pub mod application;
pub mod config;
pub mod domain;
pub mod error;
pub mod infrastructure;
pub mod interfaces;
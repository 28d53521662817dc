//! Request types for conversation calls.

use crate::ConversationInput;
use serde::{Deserialize, Serialize};
use std::collections::HashMap;

/// A conversation request: an ordered sequence of input turns plus
/// optional knobs forwarded to the sidecar.
///
/// # Examples
///
/// ```
/// use colloquy_core::{ConversationInput, ConversationRequest, Role};
///
/// let request = ConversationRequest::builder()
///     .inputs(vec![ConversationInput::new("Hello!", Role::User)])
///     .build()
///     .unwrap();
///
/// assert_eq!(request.inputs().len(), 1);
/// assert!(request.context_id().is_none());
/// ```
#[derive(
    Debug,
    Clone,
    PartialEq,
    Serialize,
    Deserialize,
    Default,
    derive_getters::Getters,
    derive_builder::Builder,
)]
#[builder(setter(into))]
pub struct ConversationRequest {
    /// Ordered input turns; must be non-empty when sent
    inputs: Vec<ConversationInput>,
    /// Opaque continuity handle, echoed back by the sidecar
    #[builder(default)]
    #[serde(default, skip_serializing_if = "Option::is_none")]
    context_id: Option<String>,
    /// Sampling temperature forwarded to the component
    #[builder(default)]
    #[serde(default, skip_serializing_if = "Option::is_none")]
    temperature: Option<f64>,
    /// Per-call metadata forwarded to the sidecar
    #[builder(default)]
    #[serde(default, skip_serializing_if = "HashMap::is_empty")]
    metadata: HashMap<String, String>,
}

impl ConversationRequest {
    /// Creates a request holding only the given input turns.
    pub fn from_inputs(inputs: Vec<ConversationInput>) -> Self {
        Self {
            inputs,
            ..Self::default()
        }
    }

    /// Returns a builder for constructing a ConversationRequest.
    pub fn builder() -> ConversationRequestBuilder {
        ConversationRequestBuilder::default()
    }
}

Exercise directions:
Your task is to quote the listing above word for word.

Solution to the exercise:
pub mod application;
pub mod config;
pub mod domain;
pub mod error;
pub mod infrastructure;
pub mod interfaces;
repository 28d53521662817dc
//! Request types for conversation calls.

use crate::ConversationInput;
use serde::{Deserialize, Serialize};
use std::collections::HashMap;

/// A conversation request: an ordered sequence of input turns plus
/// optional knobs forwarded to the sidecar.
///
/// # Examples
///
/// ```
/// use colloquy_core::{ConversationInput, ConversationRequest, Role};
///
/// let request = ConversationRequest::builder()
///     .inputs(vec![ConversationInput::new("Hello!", Role::User)])
///     .build()
///     .unwrap();
///
/// assert_eq!(request.inputs().len(), 1);
/// assert!(request.context_id().is_none());
/// ```
#[derive(
    Debug,
    Clone,
    PartialEq,
    Serialize,
    Deserialize,
    Default,
    derive_getters::Getters,
    derive_builder::Builder,
)]
#[builder(setter(into))]
pub struct ConversationRequest {
    /// Ordered input turns; must be non-empty when sent
    inputs: Vec<ConversationInput>,
    /// Opaque continuity handle, echoed back by the sidecar
    #[builder(default)]
    #[serde(default, skip_serializing_if = "Option::is_none")]
    context_id: Option<String>,
    /// Sampling temperature forwarded to the component
    #[builder(default)]
    #[serde(default, skip_serializing_if = "Option::is_none")]
    temperature: Option<f64>,
    /// Per-call metadata forwarded to the sidecar
    #[builder(default)]
    #[serde(default, skip_serializing_if = "HashMap::is_empty")]
    metadata: HashMap<String, String>,
}

impl ConversationRequest {
    /// Creates a request holding only the given input turns.
    pub fn from_inputs(inputs: Vec<ConversationInput>) -> Self {
        Self {
            inputs,
            ..Self::default()
        }
    }

    /// Returns a builder for constructing a ConversationRequest.
    pub fn builder() -> ConversationRequestBuilder {
        ConversationRequestBuilder::default()
    }
}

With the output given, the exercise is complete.